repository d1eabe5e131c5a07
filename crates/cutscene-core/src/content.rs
//! Static content source abstraction.

use crate::script::{Actor, DialogueLine, StoryPassage};

/// Read-only provider of the fixed scripts played by the scenes.
pub trait ContentSource: Send + Sync {
    /// Ordered intro story passages.
    fn intro_story(&self) -> Vec<StoryPassage>;

    /// Ordered lines spoken by `actor` during the field scene.
    fn dialogue(&self, actor: Actor) -> Vec<DialogueLine>;
}
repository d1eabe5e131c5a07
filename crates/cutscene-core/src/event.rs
//! Presentation events and the sink that receives them.

use serde::{Deserialize, Serialize};

use crate::error::DomainError;
use crate::script::Actor;

/// Intro screen elements revealed after the story finishes.
#[derive(Debug, Clone, Copy, PartialEq, Eq, Serialize, Deserialize)]
#[serde(rename_all = "camelCase")]
pub enum IntroElement {
    /// The selected character grows into view.
    Character,
    /// The background fades in.
    Background,
    /// The start button becomes tappable.
    StartButton,
}

/// Discrete notification sent from a sequencer to the presentation layer.
///
/// Serialized as `{"event": "<name>", ...fields}`.
#[derive(Debug, Clone, PartialEq, Eq, Serialize, Deserialize)]
#[serde(tag = "event", rename_all = "camelCase")]
pub enum PresentationEvent {
    /// The partially revealed passage grew by one character.
    TextUpdated {
        /// Everything revealed so far of the current passage.
        value: String,
    },
    /// Every intro passage has been revealed and paused on.
    StoryFinished,
    /// An intro element should animate into view.
    Revealed {
        /// The element to reveal.
        element: IntroElement,
    },
    /// An actor enters the field.
    ActorAppeared {
        /// The entering actor.
        actor: Actor,
    },
    /// A dialogue line becomes visible.
    LineShown {
        /// Who speaks.
        actor: Actor,
        /// The full line.
        value: String,
    },
    /// The visible dialogue line is hidden.
    LineHidden {
        /// Who spoke.
        actor: Actor,
    },
    /// Playback moved on to the next line of the same actor.
    LineAdvanced {
        /// Who speaks.
        actor: Actor,
        /// Index of the line about to be shown.
        index: usize,
    },
    /// An actor has said all of its lines; the other actor takes over.
    ActorFinished {
        /// The actor that finished.
        actor: Actor,
    },
    /// Both actors move to the center of the field.
    ActorsConverged,
    /// The "VS" banner is shown.
    VersusShown,
    /// The scene asks the owner to switch to the battle screen.
    BattleRequested,
    /// Terminal event of a run. Emitted exactly once.
    Complete,
}

impl PresentationEvent {
    /// Returns the wire name of the event.
    #[must_use]
    pub fn event_type(&self) -> &'static str {
        match self {
            Self::TextUpdated { .. } => "textUpdated",
            Self::StoryFinished => "storyFinished",
            Self::Revealed { .. } => "revealed",
            Self::ActorAppeared { .. } => "actorAppeared",
            Self::LineShown { .. } => "lineShown",
            Self::LineHidden { .. } => "lineHidden",
            Self::LineAdvanced { .. } => "lineAdvanced",
            Self::ActorFinished { .. } => "actorFinished",
            Self::ActorsConverged => "actorsConverged",
            Self::VersusShown => "versusShown",
            Self::BattleRequested => "battleRequested",
            Self::Complete => "complete",
        }
    }

    /// Returns `true` for the terminal `Complete` event.
    #[must_use]
    pub fn is_complete(&self) -> bool {
        matches!(self, Self::Complete)
    }
}

/// Receiver of presentation events. Responsible for all rendering.
pub trait PresentationSink: Send {
    /// Delivers one event.
    ///
    /// # Errors
    ///
    /// Returns `DomainError::PresentationClosed` when the receiving side is
    /// gone; the caller stops the run.
    fn deliver(&mut self, event: PresentationEvent) -> Result<(), DomainError>;
}

/// Adapts a closure into a `PresentationSink`.
///
/// This is how callback-style consumers (`on_advance`, `on_complete`)
/// observe a run: match on the event inside the closure.
pub struct FnSink<F>(pub F);

impl<F> PresentationSink for FnSink<F>
where
    F: FnMut(PresentationEvent) + Send,
{
    fn deliver(&mut self, event: PresentationEvent) -> Result<(), DomainError> {
        (self.0)(event);
        Ok(())
    }
}

impl<F> std::fmt::Debug for FnSink<F> {
    fn fmt(&self, f: &mut std::fmt::Formatter<'_>) -> std::fmt::Result {
        f.write_str("FnSink")
    }
}
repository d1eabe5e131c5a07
//! Typing sequencer: reveals story passages one character per tick.

use std::time::Duration;

use cutscene_core::event::PresentationEvent;
use cutscene_core::playback::{Sequencer, Step};
use cutscene_core::script::StoryPassage;
use tracing::debug;

/// Default interval between two revealed characters.
pub const DEFAULT_TICK_INTERVAL: Duration = Duration::from_millis(50);

/// Pacing of the typing effect.
#[derive(Debug, Clone, Copy, PartialEq, Eq)]
pub struct TypingConfig {
    /// Interval between two ticks.
    pub tick_interval: Duration,
}

impl Default for TypingConfig {
    fn default() -> Self {
        Self {
            tick_interval: DEFAULT_TICK_INTERVAL,
        }
    }
}

/// Position of the typing run.
///
/// `passage_index == passages.len()` only in the `Complete` state.
#[derive(Debug, Clone, Copy, PartialEq, Eq, Default)]
pub struct PlaybackCursor {
    /// Passage being revealed.
    pub passage_index: usize,
    /// Characters of that passage revealed so far.
    pub char_index: usize,
}

/// States of the typing run.
#[derive(Debug, Clone, Copy, PartialEq, Eq)]
pub enum TypingState {
    /// Not started, or cancelled.
    Idle,
    /// Revealing a character on each tick.
    Typing(PlaybackCursor),
    /// Whole passage shown; waiting its reveal delay.
    Pausing(PlaybackCursor),
    /// Every passage shown and paused on.
    Complete,
}

/// Reveals a list of passages character by character.
#[derive(Debug)]
pub struct TypingSequencer {
    config: TypingConfig,
    passages: Vec<StoryPassage>,
    state: TypingState,
    revealed: String,
}

impl TypingSequencer {
    /// Creates an idle sequencer.
    #[must_use]
    pub fn new(config: TypingConfig) -> Self {
        Self {
            config,
            passages: Vec::new(),
            state: TypingState::Idle,
            revealed: String::new(),
        }
    }

    /// Resets the cursor and starts a run over `passages`.
    ///
    /// An empty list completes immediately. Otherwise the first character
    /// is revealed one tick later.
    pub fn start(&mut self, passages: Vec<StoryPassage>) -> Step {
        self.passages = passages;
        self.revealed.clear();
        if self.passages.is_empty() {
            debug!("no passages to type");
            self.state = TypingState::Complete;
            return Step::finish(vec![PresentationEvent::Complete]);
        }
        self.state = TypingState::Typing(PlaybackCursor::default());
        Step::wait(self.config.tick_interval)
    }

    /// Returns the current state.
    #[must_use]
    pub fn state(&self) -> TypingState {
        self.state
    }

    /// Returns the cursor, or `None` while idle.
    #[must_use]
    pub fn cursor(&self) -> Option<PlaybackCursor> {
        match self.state {
            TypingState::Idle => None,
            TypingState::Typing(cursor) | TypingState::Pausing(cursor) => Some(cursor),
            TypingState::Complete => Some(PlaybackCursor {
                passage_index: self.passages.len(),
                char_index: 0,
            }),
        }
    }

    /// Text revealed so far of the current passage.
    #[must_use]
    pub fn revealed(&self) -> &str {
        &self.revealed
    }

    fn tick(&mut self, mut cursor: PlaybackCursor) -> Step {
        let Some(passage) = self.passages.get(cursor.passage_index) else {
            return self.complete();
        };
        // `revealed` is always a prefix of the passage text.
        match passage.text[self.revealed.len()..].chars().next() {
            Some(ch) => {
                self.revealed.push(ch);
                cursor.char_index += 1;
                self.state = TypingState::Typing(cursor);
                Step::emit_then_wait(
                    vec![PresentationEvent::TextUpdated {
                        value: self.revealed.clone(),
                    }],
                    self.config.tick_interval,
                )
            }
            None => {
                debug!(passage = cursor.passage_index, "passage revealed, pausing");
                self.state = TypingState::Pausing(cursor);
                Step::wait(passage.reveal_delay)
            }
        }
    }

    fn advance(&mut self, cursor: PlaybackCursor) -> Step {
        let next = cursor.passage_index + 1;
        if next >= self.passages.len() {
            return self.complete();
        }
        self.revealed.clear();
        self.state = TypingState::Typing(PlaybackCursor {
            passage_index: next,
            char_index: 0,
        });
        Step::wait(self.config.tick_interval)
    }

    fn complete(&mut self) -> Step {
        debug!(passages = self.passages.len(), "all passages typed");
        self.state = TypingState::Complete;
        Step::finish(vec![PresentationEvent::Complete])
    }
}

impl Default for TypingSequencer {
    fn default() -> Self {
        Self::new(TypingConfig::default())
    }
}

impl Sequencer for TypingSequencer {
    fn fire(&mut self) -> Step {
        match self.state {
            TypingState::Idle | TypingState::Complete => Step::idle(),
            TypingState::Typing(cursor) => self.tick(cursor),
            TypingState::Pausing(cursor) => self.advance(cursor),
        }
    }

    fn cancel(&mut self) {
        self.state = TypingState::Idle;
        self.passages.clear();
        self.revealed.clear();
    }

    fn is_finished(&self) -> bool {
        self.state == TypingState::Complete
    }
}
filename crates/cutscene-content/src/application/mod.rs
//! Script content application layer.

pub mod command_handlers;
pub mod query_handlers;
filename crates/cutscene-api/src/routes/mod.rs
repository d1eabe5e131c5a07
//! Route modules organized by scene.

pub mod characters;
pub mod content;
pub mod field;
pub mod health;
pub mod intro;

#[cfg(test)]
pub(crate) mod testing;
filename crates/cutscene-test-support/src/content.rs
//! Scripted content source for tests.

use std::time::Duration;

use cutscene_core::content::ContentSource;
use cutscene_core::script::{Actor, DialogueLine, StoryPassage};

/// A content source returning whatever the test configured.
#[derive(Debug, Clone, Default)]
pub struct ScriptedContent {
    /// Intro passages.
    pub passages: Vec<StoryPassage>,
    /// Wizard lines.
    pub wizard: Vec<String>,
    /// Monster lines.
    pub monster: Vec<String>,
}

impl ScriptedContent {
    /// Creates a source with one passage per `(text, delay_ms)` pair and the
    /// given actor lines.
    #[must_use]
    pub fn new(passages: &[(&str, u64)], wizard: &[&str], monster: &[&str]) -> Self {
        Self {
            passages: passages
                .iter()
                .map(|(text, ms)| StoryPassage::new(*text, Duration::from_millis(*ms)))
                .collect(),
            wizard: wizard.iter().map(|s| (*s).to_owned()).collect(),
            monster: monster.iter().map(|s| (*s).to_owned()).collect(),
        }
    }
}

impl ContentSource for ScriptedContent {
    fn intro_story(&self) -> Vec<StoryPassage> {
        self.passages.clone()
    }

    fn dialogue(&self, actor: Actor) -> Vec<DialogueLine> {
        let lines = match actor {
            Actor::Wizard => &self.wizard,
            Actor::Monster => &self.monster,
        };
        DialogueLine::for_actor(actor, lines.iter().cloned())
    }
}
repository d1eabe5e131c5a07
//! Commands for script content.

use std::path::PathBuf;

use cutscene_core::command::Command;
use uuid::Uuid;

/// Command to load and compile a YAML script from disk.
#[derive(Debug, Clone)]
pub struct LoadScript {
    /// The correlation ID for tracing.
    pub correlation_id: Uuid,
    /// Path of the script file.
    pub path: PathBuf,
}

impl Command for LoadScript {
    fn command_type(&self) -> &'static str {
        "content.load_script"
    }

    fn correlation_id(&self) -> Uuid {
        self.correlation_id
    }
}
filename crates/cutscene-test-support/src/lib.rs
//! Shared test doubles for the cutscene engine.

mod clock;
mod content;
mod sink;
mod store;

pub use clock::FixedClock;
pub use content::ScriptedContent;
pub use sink::RecordingSink;
pub use store::{FailingStore, RecordingStore};
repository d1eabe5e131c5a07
//! Health check endpoint.

use axum::{Json, Router, routing::get};
use serde::Serialize;

use crate::state::AppState;

/// Health check response.
#[derive(Serialize)]
pub struct HealthResponse {
    /// Service status.
    pub status: String,
    /// Service version.
    pub version: String,
}

/// GET /health
async fn health_check() -> Json<HealthResponse> {
    Json(HealthResponse {
        status: "ok".to_string(),
        version: env!("CARGO_PKG_VERSION").to_string(),
    })
}

/// Returns the health check router.
pub fn router() -> Router<AppState> {
    Router::new().route("/health", get(health_check))
}
//! Domain error types.

use thiserror::Error;

/// Top-level domain error type.
///
/// Playback itself never fails: empty input completes immediately and
/// firing a finished sequencer is a no-op. These variants cover the
/// boundaries around it.
#[derive(Debug, Error)]
pub enum DomainError {
    /// Input rejected by domain rules.
    #[error("validation error: {0}")]
    Validation(String),

    /// The key/value store could not be read or written.
    #[error("storage error: {0}")]
    Storage(String),

    /// A script could not be read or parsed.
    #[error("content error: {0}")]
    Content(String),

    /// The presentation side stopped accepting events.
    #[error("presentation sink closed")]
    PresentationClosed,
}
══════════
YOUR TASK:
The expected output is the exact run of lines from the start of the entries through the line with "fn intro_story(&self) -> Vec<StoryPassage>;", inclusive.

YOUR SOLUTION:
repository d1eabe5e131c5a07
filename crates/cutscene-core/src/content.rs
//! Static content source abstraction.

use crate::script::{Actor, DialogueLine, StoryPassage};

/// Read-only provider of the fixed scripts played by the scenes.
pub trait ContentSource: Send + Sync {
    /// Ordered intro story passages.
    fn intro_story(&self) -> Vec<StoryPassage>;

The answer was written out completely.